* Directions: Would you please transcribe the records below from the line with "let body = match" through their final line, exactly and with no other lines?

* Data to use:
————————

//! Transport boundary for issuing and replaying authenticated requests.
//!
//! The module exposes [`ReplayHttpClient`] alongside [`RequestDescription`] and
//! [`RequestFailure`] so downstream crates can attach the gate to custom HTTP
//! stacks. A transport executes one request at a time and, on failure, hands the
//! original description back inside the failure so the coordinator can queue it
//! for replay. Successful responses are returned as [`ReplayResponse`] values
//! and are never touched by the gate.

// std
#[cfg(feature = "reqwest")] use std::ops::Deref;
// crates.io
use http::{
	HeaderMap, HeaderValue, Method,
	header::{self, HeaderName, InvalidHeaderValue},
};
// self
use crate::_prelude::*;

/// Buffered response shape produced by transports and replays.
pub type ReplayResponse = http::Response<Vec<u8>>;

/// Boxed response future returned by [`ReplayHttpClient::execute`].
pub type ReplayFuture = Pin<Box<dyn Future<Output = Result<ReplayResponse, RequestFailure>> + Send>>;

/// Abstraction over HTTP transports capable of issuing and replaying requests.
///
/// The trait is the gate's only dependency on an HTTP stack. Implementations
/// take ownership of the [`RequestDescription`], and on failure must return it
/// inside the [`RequestFailure`] so the renewal coordinator can admit the call
/// to a session and replay it later. Implementations must be
/// `Send + Sync + 'static` so one transport can serve every in-flight call.
pub trait ReplayHttpClient
where
	Self: 'static + Send + Sync,
{
	/// Executes the request, buffering the response body.
	fn execute(&self, request: RequestDescription) -> ReplayFuture;
}

/// Mutable description of one outbound request.
///
/// The description survives a failed attempt: the coordinator rewrites its
/// authorization header in place before the request is re-issued. The `retried`
/// marker records that the single renewal retry has been consumed.
#[derive(Clone)]
pub struct RequestDescription {
	method: Method,
	url: Url,
	headers: HeaderMap,
	body: Option<Vec<u8>>,
	retried: bool,
}
impl RequestDescription {
	/// Creates a new description for the provided method and URL.
	pub fn new(method: Method, url: Url) -> Self {
		Self { method, url, headers: HeaderMap::new(), body: None, retried: false }
	}

	/// Appends a header to the description.
	pub fn with_header(mut self, name: HeaderName, value: HeaderValue) -> Self {
		self.headers.insert(name, value);

		self
	}

	/// Attaches a byte body to the description.
	pub fn with_body(mut self, body: impl Into<Vec<u8>>) -> Self {
		self.body = Some(body.into());

		self
	}

	/// Returns the request method.
	pub fn method(&self) -> &Method {
		&self.method
	}

	/// Returns the request URL.
	pub fn url(&self) -> &Url {
		&self.url
	}

	/// Returns the request headers.
	pub fn headers(&self) -> &HeaderMap {
		&self.headers
	}

	/// Returns the request body, if one was attached.
	pub fn body(&self) -> Option<&[u8]> {
		self.body.as_deref()
	}

	/// Returns the current authorization header value, if any.
	pub fn authorization(&self) -> Option<&HeaderValue> {
		self.headers.get(header::AUTHORIZATION)
	}

	/// Replaces the authorization header with the provided value.
	///
	/// The stored value is flagged sensitive so header dumps redact it.
	pub fn set_authorization(&mut self, value: &str) -> Result<(), InvalidHeaderValue> {
		let mut value = HeaderValue::from_str(value)?;

		value.set_sensitive(true);
		self.headers.insert(header::AUTHORIZATION, value);

		Ok(())
	}

	/// True once the request has consumed its single renewal retry.
	pub fn is_retried(&self) -> bool {
		self.retried
	}

	/// Marks the request as having consumed its single renewal retry.
	///
	/// Marked requests are refused by the coordinator, which keeps a credential
	/// that renewal cannot fix from looping forever.
	pub fn mark_retried(&mut self) {
		self.retried = true;
	}
}
impl Debug for RequestDescription {
	fn fmt(&self, f: &mut Formatter) -> FmtResult {
		f.debug_struct("RequestDescription")
			.field("method", &self.method)
			.field("url", &self.url.as_str())
			.field("headers", &RedactedHeaders(&self.headers))
			.field("body_len", &self.body.as_ref().map(Vec::len))
			.field("retried", &self.retried)
			.finish()
	}
}

/// Header map printer that keeps credentials out of logs.
struct RedactedHeaders<'a>(&'a HeaderMap);
impl Debug for RedactedHeaders<'_> {
	fn fmt(&self, f: &mut Formatter) -> FmtResult {
		let mut map = f.debug_map();

		for (name, value) in self.0 {
			if *name == header::AUTHORIZATION {
				map.entry(&name.as_str(), &"<redacted>");
			} else {
				map.entry(&name.as_str(), value);
			}
		}

		map.finish()
	}
}

/// Structured failure surfaced by a transport.
///
/// Every variant carries the original [`RequestDescription`] when one exists; a
/// failure with no originating request cannot be retried and propagates to the
/// caller immediately.
#[derive(Debug, ThisError)]
pub enum RequestFailure {
	/// Endpoint answered with a non-success HTTP status.
	#[error("Request failed with HTTP status {status}.")]
	Status {
		/// Status code returned by the endpoint.
		status: u16,
		/// Buffered response body, kept for diagnostics.
		body: Vec<u8>,
		/// Original request description, when available.
		request: Option<RequestDescription>,
	},
	/// Transport-level failure before any response arrived.
	#[error("Network error occurred before a response arrived.")]
	Connectivity {
		/// Transport-specific network error.
		#[source]
		source: BoxError,
		/// Original request description, when available.
		request: Option<RequestDescription>,
	},
	/// The request could not be handed to the transport.
	#[error("Request could not be handed to the transport.")]
	Invalid {
		/// Underlying construction failure.
		#[source]
		source: BoxError,
		/// Original request description, when available.
		request: Option<RequestDescription>,
	},
}
impl RequestFailure {
	/// Wraps a transport-specific connectivity failure.
	pub fn connectivity(
		source: impl Into<BoxError>,
		request: Option<RequestDescription>,
	) -> Self {
		Self::Connectivity { source: source.into(), request }
	}

	/// Wraps a request-construction failure.
	pub fn invalid(source: impl Into<BoxError>, request: Option<RequestDescription>) -> Self {
		Self::Invalid { source: source.into(), request }
	}

	/// Returns the HTTP status code, when a response arrived.
	pub fn status(&self) -> Option<u16> {
		match self {
			Self::Status { status, .. } => Some(*status),
			_ => None,
		}
	}

	/// True for transport-level failures that produced no status code.
	pub fn is_connectivity(&self) -> bool {
		matches!(self, Self::Connectivity { .. })
	}

	/// Returns the original request description, when available.
	pub fn request(&self) -> Option<&RequestDescription> {
		match self {
			Self::Status { request, .. }
			| Self::Connectivity { request, .. }
			| Self::Invalid { request, .. } => request.as_ref(),
		}
	}

	/// Takes the original request description out of the failure.
	pub fn take_request(&mut self) -> Option<RequestDescription> {
		match self {
			Self::Status { request, .. }
			| Self::Connectivity { request, .. }
			| Self::Invalid { request, .. } => request.take(),
		}
	}
}

/// Thin wrapper around [`ReqwestClient`] so shared HTTP behavior lives in one
/// place. Non-success statuses surface as [`RequestFailure::Status`] so the
/// interceptor sees them as failures; redirect handling follows whatever the
/// wrapped client was configured with.
#[cfg(feature = "reqwest")]
#[derive(Clone, Default)]
pub struct ReqwestReplayClient(pub ReqwestClient);
#[cfg(feature = "reqwest")]
impl ReqwestReplayClient {
	/// Wraps an existing [`ReqwestClient`].
	pub fn with_client(client: ReqwestClient) -> Self {
		Self(client)
	}
}
#[cfg(feature = "reqwest")]
impl AsRef<ReqwestClient> for ReqwestReplayClient {
	fn as_ref(&self) -> &ReqwestClient {
		&self.0
	}
}
#[cfg(feature = "reqwest")]
impl Deref for ReqwestReplayClient {
	type Target = ReqwestClient;

	fn deref(&self) -> &Self::Target {
		&self.0
	}
}
#[cfg(feature = "reqwest")]
impl ReplayHttpClient for ReqwestReplayClient {
	fn execute(&self, request: RequestDescription) -> ReplayFuture {
		let client = self.0.clone();

		Box::pin(async move {
			let mut builder = client
				.request(request.method().clone(), request.url().clone())
				.headers(request.headers().clone());

			if let Some(body) = request.body() {
				builder = builder.body(body.to_vec());
			}

			let outbound = match builder.build() {
				Ok(outbound) => outbound,
				Err(err) => return Err(RequestFailure::invalid(err, Some(request))),
			};
			let response = match client.execute(outbound).await {
				Ok(response) => response,
				Err(err) => return Err(RequestFailure::connectivity(err, Some(request))),
			};
			let status = response.status();
			let headers = response.headers().to_owned();
			let body = match response.bytes().await {
				Ok(body) => body.to_vec(),
				Err(err) => return Err(RequestFailure::connectivity(err, Some(request))),
			};

			if status.is_client_error() || status.is_server_error() {
				return Err(RequestFailure::Status {
					status: status.as_u16(),
					body,
					request: Some(request),
				});
			}

			let mut replay = ReplayResponse::new(body);

			*replay.status_mut() = status;
			*replay.headers_mut() = headers;

			Ok(replay)
		})
	}
}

————————

* Response for this exercise:
			let body = match response.bytes().await {
				Ok(body) => body.to_vec(),
				Err(err) => return Err(RequestFailure::connectivity(err, Some(request))),
			};

			if status.is_client_error() || status.is_server_error() {
				return Err(RequestFailure::Status {
					status: status.as_u16(),
					body,
					request: Some(request),
				});
			}

			let mut replay = ReplayResponse::new(body);

			*replay.status_mut() = status;
			*replay.headers_mut() = headers;

			Ok(replay)
		})
	}
}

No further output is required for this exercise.